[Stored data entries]
::::
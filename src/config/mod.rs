//! Configuration management
//!
//! Precedence (lowest to highest): built-in defaults, `config.*` file in the
//! config directory, `CONSOLE_*` environment variables, legacy `NODE_ENV` /
//! `VUE_APP_OPEN_PROXY` overrides.

use anyhow::Result;
use serde::Deserialize;
use std::path::PathBuf;

const APP_DIR_NAME: &str = "admin-console";

#[derive(Debug, Clone, Deserialize)]
pub struct Config {
    /// Backend root every API action is appended to
    #[serde(default = "default_base_url")]
    pub base_url: String,

    /// Build environment ("production" disables the dev proxy)
    #[serde(default = "default_environment")]
    pub environment: String,

    /// Route API calls through the local dev proxy prefix
    #[serde(default)]
    pub open_proxy: bool,

    #[serde(default = "default_proxy_prefix")]
    pub proxy_prefix: String,

    #[serde(default = "default_request_timeout_secs")]
    pub request_timeout_secs: u64,

    /// Action path of the navigation-menu endpoint
    #[serde(default = "default_menu_nav_path")]
    pub menu_nav_path: String,

    /// Header (and cookie) name carrying the session credential
    #[serde(default = "default_token_header")]
    pub token_header: String,

    /// View module keys shipped with the bundle, e.g. `modules/sys/user`
    #[serde(default)]
    pub view_modules: Vec<String>,
}

fn default_base_url() -> String {
    "http://localhost:8080/renren-fast".to_string()
}

fn default_environment() -> String {
    "development".to_string()
}

fn default_proxy_prefix() -> String {
    "/api".to_string()
}

fn default_request_timeout_secs() -> u64 {
    30
}

fn default_menu_nav_path() -> String {
    "/sys/menu/nav".to_string()
}

fn default_token_header() -> String {
    "token".to_string()
}

impl Default for Config {
    fn default() -> Self {
        Self {
            base_url: default_base_url(),
            environment: default_environment(),
            open_proxy: false,
            proxy_prefix: default_proxy_prefix(),
            request_timeout_secs: default_request_timeout_secs(),
            menu_nav_path: default_menu_nav_path(),
            token_header: default_token_header(),
            view_modules: Vec::new(),
        }
    }
}

impl Config {
    pub fn is_production(&self) -> bool {
        self.environment.eq_ignore_ascii_case("production")
    }

    /// Whether API calls should use the proxy prefix instead of `base_url`
    pub fn uses_proxy(&self) -> bool {
        !self.is_production() && self.open_proxy
    }
}

/// Get config directory (XDG_CONFIG_HOME or platform default)
pub fn get_config_dir() -> PathBuf {
    if let Ok(dir) = std::env::var("CONSOLE_CONFIG_DIR") {
        return PathBuf::from(dir);
    }

    #[cfg(target_os = "macos")]
    {
        if let Ok(home) = std::env::var("HOME") {
            return PathBuf::from(home)
                .join("Library/Application Support")
                .join(APP_DIR_NAME);
        }
    }

    #[cfg(target_os = "linux")]
    {
        if let Ok(xdg) = std::env::var("XDG_CONFIG_HOME") {
            return PathBuf::from(xdg).join(APP_DIR_NAME);
        }
        if let Ok(home) = std::env::var("HOME") {
            return PathBuf::from(home).join(".config").join(APP_DIR_NAME);
        }
    }

    #[cfg(target_os = "windows")]
    {
        if let Ok(appdata) = std::env::var("APPDATA") {
            return PathBuf::from(appdata).join(APP_DIR_NAME);
        }
    }

    PathBuf::from(".")
}

/// Get data directory (XDG_DATA_HOME or platform default)
pub fn get_data_dir() -> PathBuf {
    if let Ok(dir) = std::env::var("CONSOLE_DATA_DIR") {
        return PathBuf::from(dir);
    }

    #[cfg(target_os = "macos")]
    {
        if let Ok(home) = std::env::var("HOME") {
            return PathBuf::from(home)
                .join("Library/Application Support")
                .join(APP_DIR_NAME);
        }
    }

    #[cfg(target_os = "linux")]
    {
        if let Ok(xdg) = std::env::var("XDG_DATA_HOME") {
            return PathBuf::from(xdg).join(APP_DIR_NAME);
        }
        if let Ok(home) = std::env::var("HOME") {
            return PathBuf::from(home).join(".local/share").join(APP_DIR_NAME);
        }
    }

    #[cfg(target_os = "windows")]
    {
        if let Ok(appdata) = std::env::var("LOCALAPPDATA") {
            return PathBuf::from(appdata).join(APP_DIR_NAME);
        }
    }

    PathBuf::from("./data")
}

/// Parse a truthy flag value ("true" / "1")
fn is_truthy(value: &str) -> bool {
    let value = value.trim();
    value.eq_ignore_ascii_case("true") || value == "1"
}

pub fn load_config() -> Result<Config> {
    let config_dir = get_config_dir();

    let mut builder = ::config::Config::builder()
        .set_default("base_url", default_base_url())?
        .set_default("environment", default_environment())?
        .set_default("request_timeout_secs", default_request_timeout_secs() as i64)?
        .add_source(
            ::config::File::with_name(&config_dir.join("config").to_string_lossy()).required(false),
        )
        // CONSOLE_BASE_URL, CONSOLE_OPEN_PROXY, CONSOLE_VIEW_MODULES=a,b ...
        .add_source(
            ::config::Environment::with_prefix("CONSOLE")
                .separator("__")
                .try_parsing(true)
                .list_separator(",")
                .with_list_parse_key("view_modules"),
        );

    // Legacy frontend build variables still honoured by deploy scripts
    if let Ok(env) = std::env::var("NODE_ENV") {
        builder = builder.set_override("environment", env)?;
    }
    if let Ok(flag) = std::env::var("VUE_APP_OPEN_PROXY") {
        builder = builder.set_override("open_proxy", is_truthy(&flag))?;
    }

    let config: Config = builder.build()?.try_deserialize()?;

    if url::Url::parse(&config.base_url).is_err() {
        tracing::warn!(
            "base_url {:?} is not an absolute URL; requests will be relative",
            config.base_url
        );
    }

    Ok(config)
}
::::
(Action item):
An exact copy of every record is required here.

(Task result):
filename src/config/mod.rs
//! Configuration management
//!
//! Precedence (lowest to highest): built-in defaults, `config.*` file in the
//! config directory, `CONSOLE_*` environment variables, legacy `NODE_ENV` /
//! `VUE_APP_OPEN_PROXY` overrides.

use anyhow::Result;
use serde::Deserialize;
use std::path::PathBuf;

const APP_DIR_NAME: &str = "admin-console";

#[derive(Debug, Clone, Deserialize)]
pub struct Config {
    /// Backend root every API action is appended to
    #[serde(default = "default_base_url")]
    pub base_url: String,

    /// Build environment ("production" disables the dev proxy)
    #[serde(default = "default_environment")]
    pub environment: String,

    /// Route API calls through the local dev proxy prefix
    #[serde(default)]
    pub open_proxy: bool,

    #[serde(default = "default_proxy_prefix")]
    pub proxy_prefix: String,

    #[serde(default = "default_request_timeout_secs")]
    pub request_timeout_secs: u64,

    /// Action path of the navigation-menu endpoint
    #[serde(default = "default_menu_nav_path")]
    pub menu_nav_path: String,

    /// Header (and cookie) name carrying the session credential
    #[serde(default = "default_token_header")]
    pub token_header: String,

    /// View module keys shipped with the bundle, e.g. `modules/sys/user`
    #[serde(default)]
    pub view_modules: Vec<String>,
}

fn default_base_url() -> String {
    "http://localhost:8080/renren-fast".to_string()
}

fn default_environment() -> String {
    "development".to_string()
}

fn default_proxy_prefix() -> String {
    "/api".to_string()
}

fn default_request_timeout_secs() -> u64 {
    30
}

fn default_menu_nav_path() -> String {
    "/sys/menu/nav".to_string()
}

fn default_token_header() -> String {
    "token".to_string()
}

impl Default for Config {
    fn default() -> Self {
        Self {
            base_url: default_base_url(),
            environment: default_environment(),
            open_proxy: false,
            proxy_prefix: default_proxy_prefix(),
            request_timeout_secs: default_request_timeout_secs(),
            menu_nav_path: default_menu_nav_path(),
            token_header: default_token_header(),
            view_modules: Vec::new(),
        }
    }
}

impl Config {
    pub fn is_production(&self) -> bool {
        self.environment.eq_ignore_ascii_case("production")
    }

    /// Whether API calls should use the proxy prefix instead of `base_url`
    pub fn uses_proxy(&self) -> bool {
        !self.is_production() && self.open_proxy
    }
}

/// Get config directory (XDG_CONFIG_HOME or platform default)
pub fn get_config_dir() -> PathBuf {
    if let Ok(dir) = std::env::var("CONSOLE_CONFIG_DIR") {
        return PathBuf::from(dir);
    }

    #[cfg(target_os = "macos")]
    {
        if let Ok(home) = std::env::var("HOME") {
            return PathBuf::from(home)
                .join("Library/Application Support")
                .join(APP_DIR_NAME);
        }
    }

    #[cfg(target_os = "linux")]
    {
        if let Ok(xdg) = std::env::var("XDG_CONFIG_HOME") {
            return PathBuf::from(xdg).join(APP_DIR_NAME);
        }
        if let Ok(home) = std::env::var("HOME") {
            return PathBuf::from(home).join(".config").join(APP_DIR_NAME);
        }
    }

    #[cfg(target_os = "windows")]
    {
        if let Ok(appdata) = std::env::var("APPDATA") {
            return PathBuf::from(appdata).join(APP_DIR_NAME);
        }
    }

    PathBuf::from(".")
}

/// Get data directory (XDG_DATA_HOME or platform default)
pub fn get_data_dir() -> PathBuf {
    if let Ok(dir) = std::env::var("CONSOLE_DATA_DIR") {
        return PathBuf::from(dir);
    }

    #[cfg(target_os = "macos")]
    {
        if let Ok(home) = std::env::var("HOME") {
            return PathBuf::from(home)
                .join("Library/Application Support")
                .join(APP_DIR_NAME);
        }
    }

    #[cfg(target_os = "linux")]
    {
        if let Ok(xdg) = std::env::var("XDG_DATA_HOME") {
            return PathBuf::from(xdg).join(APP_DIR_NAME);
        }
        if let Ok(home) = std::env::var("HOME") {
            return PathBuf::from(home).join(".local/share").join(APP_DIR_NAME);
        }
    }

    #[cfg(target_os = "windows")]
    {
        if let Ok(appdata) = std::env::var("LOCALAPPDATA") {
            return PathBuf::from(appdata).join(APP_DIR_NAME);
        }
    }

    PathBuf::from("./data")
}

/// Parse a truthy flag value ("true" / "1")
fn is_truthy(value: &str) -> bool {
    let value = value.trim();
    value.eq_ignore_ascii_case("true") || value == "1"
}

pub fn load_config() -> Result<Config> {
    let config_dir = get_config_dir();

    let mut builder = ::config::Config::builder()
        .set_default("base_url", default_base_url())?
        .set_default("environment", default_environment())?
        .set_default("request_timeout_secs", default_request_timeout_secs() as i64)?
        .add_source(
            ::config::File::with_name(&config_dir.join("config").to_string_lossy()).required(false),
        )
        // CONSOLE_BASE_URL, CONSOLE_OPEN_PROXY, CONSOLE_VIEW_MODULES=a,b ...
        .add_source(
            ::config::Environment::with_prefix("CONSOLE")
                .separator("__")
                .try_parsing(true)
                .list_separator(",")
                .with_list_parse_key("view_modules"),
        );

    // Legacy frontend build variables still honoured by deploy scripts
    if let Ok(env) = std::env::var("NODE_ENV") {
        builder = builder.set_override("environment", env)?;
    }
    if let Ok(flag) = std::env::var("VUE_APP_OPEN_PROXY") {
        builder = builder.set_override("open_proxy", is_truthy(&flag))?;
    }

    let config: Config = builder.build()?.try_deserialize()?;

    if url::Url::parse(&config.base_url).is_err() {
        tracing::warn!(
            "base_url {:?} is not an absolute URL; requests will be relative",
            config.base_url
        );
    }

    Ok(config)
}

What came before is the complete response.